Однажды он принес мне в госпиталь записную книжку, на обложке которой было им написано:
А. Галкин.
Из окна и из сердца.
Лирика. 1943. Горки.
На первой странице написал: «Алеше Галкину. Единственное окно, через которое человек может увидеть всю красоту мира и всю правду бытия, — это сердце. С. Дурылин. 9.05.43 года». Далее написал: <…> «Мне пришло в голову — написал бы страничку-другую о встречах у меня с Нестеровым, о его привете к молодежи, о его внимании, одним словом, о твоем впечатлении, я бы включил в свою книгу о нем». <…>
Глава VII. Мои встречи с актерами в доме С. Н. Дурылина
<…> Начинаю со старейшей из актрис, народной артистки СССР Яблочкиной Александры Александровны. <…> Она была близким другом дома Дурылиных. Именно дома, так как очень любила Ирину Алексеевну и ее сестер. К Сергею Николаевичу относилась уважительно, чувствуя в нем судью своей актерской деятельности. Всегда советовалась с ним о сыгранных ролях, выпытывала его мнение. <…> Я ни разу не видел ее грустной, недовольной, злой. Одна доброта жила в ней. <…> По рассказам Ирины Алексеевны, у нее в квартире постоянно ютились приживалки. Однажды ее обокрали. Когда она рассказывала об этом происшествии, все присутствующие «умирали» со смеху. У нее было много дорогих подарков. Жулики на это позарились. Проникнув в ее квартиру, связали проживающую у нее Т. Г. Сундукян, заткнули кляпом ей рот, все, что надо, забрали и ушли. Большинство вещей уголовным розыском было найдено на рынке в Одессе, в том числе золотые часы Собинова с дарственной надписью. Рассказывала она об этом, как могла делать только Яблочкина.

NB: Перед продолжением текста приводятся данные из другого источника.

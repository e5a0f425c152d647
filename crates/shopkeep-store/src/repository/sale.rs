//! # Sales Ledger
//!
//! Append-only history of committed sale lines, mirrored to `sales.csv`.
//!
//! ## File Layout
//! ```text
//! sale_id,product_id,product_name,quantity_sold,total_price
//! 100,1,Widget,3,29.97
//! 100,2,"Bolt, M6",10,1.50
//! ```
//!
//! Files written by the older tool (`sale_id,Pid,Pname,Quantity_sold,total_price`,
//! float totals) still load.
//!
//! Lines keep the order they were recorded in. A sale id may repeat: every
//! line of one multi-item sale shares it, and the operator is free to reuse
//! ids across sales.

use std::fmt;
use std::path::{Path, PathBuf};
use std::sync::Arc;

use serde::{Deserialize, Serialize};

use crate::csv_file::{self, CsvRow};
use crate::error::StoreResult;
use crate::repository::LoadStatus;
use shopkeep_core::validation::{validate_sale, ValidationResult};
use shopkeep_core::{AuditEvent, AuditLog, Money, ProductId, Sale, SaleId, SalesSummary};

#[derive(Debug, Serialize, Deserialize)]
struct SaleRow {
    sale_id: SaleId,
    #[serde(alias = "Pid")]
    product_id: ProductId,
    #[serde(alias = "Pname")]
    product_name: String,
    #[serde(alias = "Quantity_sold")]
    quantity_sold: i64,
    #[serde(with = "shopkeep_core::money::decimal")]
    total_price: Money,
}

impl CsvRow for SaleRow {
    type Record = Sale;
    const HEADER: &'static [&'static str] = &[
        "sale_id",
        "product_id",
        "product_name",
        "quantity_sold",
        "total_price",
    ];

    fn into_record(self) -> ValidationResult<Sale> {
        let sale = Sale {
            sale_id: self.sale_id,
            product_id: self.product_id,
            product_name: self.product_name,
            quantity_sold: self.quantity_sold,
            total_price: self.total_price,
        };
        validate_sale(&sale)?;
        Ok(sale)
    }

    fn from_record(sale: &Sale) -> Self {
        SaleRow {
            sale_id: sale.sale_id,
            product_id: sale.product_id,
            product_name: sale.product_name.clone(),
            quantity_sold: sale.quantity_sold,
            total_price: sale.total_price,
        }
    }
}

/// File-backed sale history.
///
/// ## Usage
/// ```rust,ignore
/// let mut ledger = SalesLedger::open("sales.csv", audit)?;
/// ledger.record(Sale::from_product(100, &widget, 3)?)?;
///
/// let summary = ledger.summary();
/// println!("{} lines, {}", summary.line_count, summary.revenue);
/// ```
pub struct SalesLedger {
    path: PathBuf,
    sales: Vec<Sale>,
    audit: Arc<dyn AuditLog>,
}

impl fmt::Debug for SalesLedger {
    fn fmt(&self, f: &mut fmt::Formatter<'_>) -> fmt::Result {
        f.debug_struct("SalesLedger")
            .field("path", &self.path)
            .field("sales", &self.sales.len())
            .finish()
    }
}

impl SalesLedger {
    /// Creates an empty ledger bound to `path` without touching the disk.
    pub fn new(path: impl Into<PathBuf>, audit: Arc<dyn AuditLog>) -> Self {
        SalesLedger {
            path: path.into(),
            sales: Vec::new(),
            audit,
        }
    }

    /// Creates a ledger bound to `path` and loads it.
    pub fn open(path: impl Into<PathBuf>, audit: Arc<dyn AuditLog>) -> StoreResult<Self> {
        let mut ledger = SalesLedger::new(path, audit);
        ledger.load()?;
        Ok(ledger)
    }

    /// Replaces the in-memory history with the file's.
    ///
    /// Same outcomes as [`ProductStore::load`](crate::ProductStore::load),
    /// with `SalesLoaded` / `SalesFileMissing` events.
    pub fn load(&mut self) -> StoreResult<LoadStatus> {
        let Some(sales) = csv_file::read_rows::<SaleRow>(&self.path)? else {
            self.sales.clear();
            self.audit.record(&AuditEvent::SalesFileMissing {
                path: self.path.clone(),
            });
            return Ok(LoadStatus::NotFound);
        };

        self.sales = sales;

        let count = self.sales.len();
        self.audit.record(&AuditEvent::SalesLoaded {
            path: self.path.clone(),
            count,
        });

        Ok(LoadStatus::Loaded { count })
    }

    /// Rewrites the file from the in-memory history.
    pub fn save(&self) -> StoreResult<()> {
        let count = csv_file::write_rows::<SaleRow, _>(&self.path, &self.sales)?;

        self.audit.record(&AuditEvent::SalesSaved {
            path: self.path.clone(),
            count,
        });

        Ok(())
    }

    /// Appends a sale line and rewrites the file.
    ///
    /// The line is validated first. If the rewrite fails it is taken back
    /// out of memory.
    pub fn record(&mut self, sale: Sale) -> StoreResult<()> {
        validate_sale(&sale)?;

        let event = AuditEvent::SaleRecorded {
            sale_id: sale.sale_id,
            product_id: sale.product_id,
            product_name: sale.product_name.clone(),
            quantity: sale.quantity_sold,
            total: sale.total_price,
        };

        self.sales.push(sale);

        if let Err(err) = self.save() {
            self.sales.pop();
            return Err(err);
        }

        self.audit.record(&event);
        Ok(())
    }

    /// Snapshot of every line, in recording order.
    pub fn view(&self) -> Vec<Sale> {
        self.sales.clone()
    }

    pub fn iter(&self) -> impl Iterator<Item = &Sale> {
        self.sales.iter()
    }

    /// Every line recorded under `sale_id`.
    pub fn lines_for(&self, sale_id: SaleId) -> impl Iterator<Item = &Sale> {
        self.sales.iter().filter(move |sale| sale.sale_id == sale_id)
    }

    /// Line count, units and revenue across the whole history.
    pub fn summary(&self) -> SalesSummary {
        SalesSummary::from_sales(&self.sales)
    }

    pub fn len(&self) -> usize {
        self.sales.len()
    }

    pub fn is_empty(&self) -> bool {
        self.sales.is_empty()
    }

    pub fn path(&self) -> &Path {
        &self.path
    }
}

// =============================================================================
// Unit Tests
// =============================================================================
//! # Shopkeep Terminal Library
//!
//! Wires configuration, logging and the [`Shop`] controller to the menu.
//!
//! ## Module Organization
//! ```text
//! shopkeep_cli/
//! ├── lib.rs          ◄─── You are here (startup & logging)
//! ├── main.rs         ◄─── Binary entry point, exit code
//! ├── config.rs       ◄─── ShopConfig (TOML, env, flags)
//! ├── menu.rs         ◄─── Menu loop and actions
//! ├── prompt.rs       ◄─── Re-prompting input parsers
//! ├── table.rs        ◄─── Grid tables
//! └── error.rs        ◄─── CliError
//! ```

pub mod config;
pub mod error;
pub mod menu;
pub mod prompt;
pub mod table;

use std::fs::OpenOptions;
use std::io;
use std::path::PathBuf;
use std::sync::{Arc, Mutex};

use clap::Parser;
use tracing::info;
use tracing_subscriber::EnvFilter;

use config::{LogSettings, ShopConfig};
use error::{CliError, CliResult};
use menu::Menu;
use shopkeep_core::AuditLog;
use shopkeep_store::{Shop, TracingAudit};

/// Command-line flags.
#[derive(Debug, Clone, Default, Parser)]
#[command(name = "shopkeep", version, about = "Inventory and sales tracker for a small shop")]
pub struct Cli {
    /// Config file (default: per-user config directory)
    #[arg(long, value_name = "PATH")]
    pub config: Option<PathBuf>,

    /// Inventory CSV file
    #[arg(long, value_name = "PATH")]
    pub inventory: Option<PathBuf>,

    /// Sales CSV file
    #[arg(long, value_name = "PATH")]
    pub sales: Option<PathBuf>,

    /// Audit log file (appended to)
    #[arg(long, value_name = "PATH")]
    pub log_file: Option<PathBuf>,
}

impl Cli {
    /// Resolves the full configuration: defaults, file, environment, flags.
    pub fn resolve_config(&self) -> CliResult<ShopConfig> {
        let mut config = ShopConfig::load(self.config.as_deref())?;
        config.apply_overrides(
            self.inventory.clone(),
            self.sales.clone(),
            self.log_file.clone(),
        );
        config.validate()?;
        Ok(config)
    }
}

/// Runs the terminal application.
///
/// ## Startup Sequence
/// ```text
/// ┌─────────────────────────────────────────────────────────────────────────┐
/// │                       Application Startup                               │
/// │                                                                         │
/// │  1. Resolve Configuration ────────────────────────────────────────────► │
/// │     • defaults → shopkeep.toml → SHOPKEEP_* env → flags                 │
/// │                                                                         │
/// │  2. Initialize Logging ───────────────────────────────────────────────► │
/// │     • tracing-subscriber writing to the log file                        │
/// │     • Level from config, can be overridden with RUST_LOG                │
/// │                                                                         │
/// │  3. Open the Shop ────────────────────────────────────────────────────► │
/// │     • load inventory.csv and sales.csv (missing → empty)                │
/// │                                                                         │
/// │  4. Menu loop on stdin/stdout until Exit                                │
/// └─────────────────────────────────────────────────────────────────────────┘
/// ```
pub fn run(cli: Cli) -> CliResult<()> {
    let config = cli.resolve_config()?;

    init_tracing(&config.log)?;

    info!(
        inventory = %config.files.inventory.display(),
        sales = %config.files.sales.display(),
        "Starting Shopkeep"
    );

    let audit: Arc<dyn AuditLog> = Arc::new(TracingAudit);
    let shop = Shop::open(&config.shop_paths(), audit.clone())?;

    let stdin = io::stdin();
    let stdout = io::stdout();
    let mut menu = Menu::new(shop, stdin.lock(), stdout.lock(), audit);
    menu.run()
}

/// Sends `tracing` output to the configured log file.
///
/// `RUST_LOG`, when set, replaces the configured level.
pub fn init_tracing(log: &LogSettings) -> CliResult<()> {
    let filter = EnvFilter::try_from_default_env()
        .or_else(|_| EnvFilter::try_new(&log.level))
        .map_err(|e| CliError::Logging(format!("invalid log level '{}': {}", log.level, e)))?;

    if let Some(parent) = log.file.parent().filter(|p| !p.as_os_str().is_empty()) {
        std::fs::create_dir_all(parent)
            .map_err(|e| CliError::Logging(format!("{}: {}", parent.display(), e)))?;
    }

    let file = OpenOptions::new()
        .create(true)
        .append(true)
        .open(&log.file)
        .map_err(|e| CliError::Logging(format!("{}: {}", log.file.display(), e)))?;

    tracing_subscriber::fmt()
        .with_env_filter(filter)
        .with_writer(Mutex::new(file))
        .with_ansi(false)
        .try_init()
        .map_err(|e| CliError::Logging(e.to_string()))
}

#[cfg(test)]
mod tests {
    use super::*;

    #[test]
    fn test_cli_flags() {
        let cli = Cli::parse_from([
            "shopkeep",
            "--inventory",
            "stock.csv",
            "--sales",
            "ledger.csv",
            "--log-file",
            "audit.log",
        ]);

        assert_eq!(cli.inventory, Some(PathBuf::from("stock.csv")));
        assert_eq!(cli.sales, Some(PathBuf::from("ledger.csv")));
        assert_eq!(cli.log_file, Some(PathBuf::from("audit.log")));
        assert_eq!(cli.config, None);
    }

    #[test]
    fn test_flags_override_config_file() {
        let dir = tempfile::tempdir().unwrap();
        let config_path = dir.path().join("shopkeep.toml");
        std::fs::write(&config_path, "[files]\ninventory = \"a.csv\"\nsales = \"b.csv\"\n").unwrap();

        let cli = Cli {
            config: Some(config_path),
            sales: Some(PathBuf::from("c.csv")),
            ..Cli::default()
        };
        let config = cli.resolve_config().unwrap();

        assert_eq!(config.files.sales, PathBuf::from("c.csv"));
    }

    #[test]
    fn test_same_file_for_both_is_rejected() {
        let cli = Cli {
            config: None,
            inventory: Some(PathBuf::from("shop.csv")),
            sales: Some(PathBuf::from("shop.csv")),
            log_file: None,
        };
        assert!(matches!(cli.resolve_config(), Err(CliError::Config(_))));
    }
}
//! # CLI Error Type
//!
//! Everything that can stop the program before or during the menu loop.
//!
//! ## Error Flow
//! ```text
//! ┌─────────────────────────────────────────────────────────────────────────┐
//! │                    Error Flow in Shopkeep                               │
//! │                                                                         │
//! │  ValidationError ──► CoreError ──► StoreError ──► CliError ──► exit 1 │
//! │                                                                         │
//! │  Inside the menu loop only terminal I/O failures reach this type;      │
//! │  rejected sale lines and bad input are printed and the loop goes on.   │
//! └─────────────────────────────────────────────────────────────────────────┘
//! ```

use std::path::PathBuf;

use shopkeep_store::StoreError;
use thiserror::Error;

/// Errors surfaced by the `shopkeep` binary.
#[derive(Debug, Error)]
pub enum CliError {
    /// Configuration is missing or inconsistent.
    #[error("Invalid configuration: {0}")]
    Config(String),

    /// The config file exists but couldn't be read.
    #[error("Failed to read config file {}: {source}", path.display())]
    ConfigRead {
        path: PathBuf,
        #[source]
        source: std::io::Error,
    },

    /// The config file isn't valid TOML for [`ShopConfig`](crate::config::ShopConfig).
    #[error("Failed to parse config file {}: {source}", path.display())]
    ConfigParse {
        path: PathBuf,
        #[source]
        source: toml::de::Error,
    },

    /// A backing file couldn't be loaded or rewritten.
    #[error(transparent)]
    Store(#[from] StoreError),

    /// The log file or filter couldn't be set up.
    #[error("Failed to set up logging: {0}")]
    Logging(String),

    /// Reading from or writing to the terminal failed.
    #[error("Terminal I/O error: {0}")]
    Io(#[from] std::io::Error),
}

/// Result type for CLI operations.
pub type CliResult<T> = Result<T, CliError>;
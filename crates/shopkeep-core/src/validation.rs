//! # Validation Module
//!
//! Business rule validation for Shopkeep.
//!
//! ## Validation Layers
//! ```text
//! ┌─────────────────────────────────────────────────────────────────────────┐
//! │                      Validation Layers                                  │
//! │                                                                         │
//! │  Layer 1: Terminal prompts (shopkeep-cli)                              │
//! │  ├── Text → number parsing                                             │
//! │  └── Re-prompt on failure                                              │
//! │           │                                                             │
//! │           ▼                                                             │
//! │  Layer 2: THIS MODULE                                                  │
//! │  ├── Product invariants (price >= 0, quantity >= 0)                    │
//! │  ├── Sale invariants (quantity > 0, total >= 0)                        │
//! │  └── Name rule for new products (not blank)                            │
//! │           │                                                             │
//! │           ▼                                                             │
//! │  Layer 3: Stores (shopkeep-store)                                      │
//! │  ├── Invariants on add/record and on every row loaded from disk        │
//! │  └── Name rule on add only; stored names load as written               │
//! └─────────────────────────────────────────────────────────────────────────┘
//! ```

use crate::error::ValidationError;
use crate::money::Money;
use crate::types::{Product, Sale};

/// Result type for validation operations.
pub type ValidationResult<T> = Result<T, ValidationError>;

// =============================================================================
// Field Validators
// =============================================================================

/// Validates the name of a product being added.
///
/// ## Rules
/// - Must not be empty or whitespace only
///
/// Not part of [`validate_product`]: files written by older tooling may hold
/// blank names, and those still load and sell.
///
/// ```rust
/// use shopkeep_core::validation::validate_product_name;
///
/// assert!(validate_product_name("Widget").is_ok());
/// assert!(validate_product_name("   ").is_err());
/// ```
pub fn validate_product_name(name: &str) -> ValidationResult<()> {
    if name.trim().is_empty() {
        return Err(ValidationError::Required {
            field: "name".to_string(),
        });
    }

    Ok(())
}

/// Validates a unit price or a sale total. Zero is allowed (free items).
pub fn validate_price(price: Money) -> ValidationResult<()> {
    if price.is_negative() {
        return Err(ValidationError::MustNotBeNegative {
            field: "price".to_string(),
        });
    }

    Ok(())
}

/// Validates an on-hand stock level.
pub fn validate_stock_quantity(qty: i64) -> ValidationResult<()> {
    if qty < 0 {
        return Err(ValidationError::MustNotBeNegative {
            field: "quantity".to_string(),
        });
    }

    Ok(())
}

/// Validates the quantity requested on a sale line.
///
/// ## User Workflow
/// ```text
/// Operator enters quantity: 0
///      │
///      ▼
/// validate_sale_quantity(0) ← THIS FUNCTION
///      │
///      ├── qty <= 0? → Error: "quantity must be positive"
///      │
///      └── OK → stock check in the Shop controller
/// ```
pub fn validate_sale_quantity(qty: i64) -> ValidationResult<()> {
    if qty <= 0 {
        return Err(ValidationError::MustBePositive {
            field: "quantity".to_string(),
        });
    }

    Ok(())
}

// =============================================================================
// Record Validators
// =============================================================================

/// Checks the product invariants that hold for every stored record.
pub fn validate_product(product: &Product) -> ValidationResult<()> {
    validate_price(product.unit_price)?;
    validate_stock_quantity(product.quantity)?;
    Ok(())
}

/// Checks every sale invariant.
pub fn validate_sale(sale: &Sale) -> ValidationResult<()> {
    validate_sale_quantity(sale.quantity_sold)?;
    validate_price(sale.total_price)?;
    Ok(())
}

// =============================================================================
// Unit Tests
// =============================================================================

Позже было рекомендовано взять все исторически ценные вещи на государственное хранение. Она же восприняла это по-своему и говорила, как бы жалуясь, Сергею Николаевичу: «Одни пришли — утащили. Я сообщила об этом в Ге Пе У. Мне многое вернули. Слава Богу. Бог не обидел. Потом пришли другие и сказали, что по указанию правительства надо сдать на государственное хранение ценные вещи. Что же мне делать, как же не сдать, коли требует государство? Пришлось сдать. Правда, они мне расписку с печатью оставили». Сергей Николаевич, как мог, разъяснил ей необходимость этого шага. <…>
Как-то при мне она попросила Сергея Николаевича почитать ей что-нибудь духовное.
— Я же ведь знаю, у вас есть. Мне сегодня очень хочется духовного, вашего. Надоели актеры.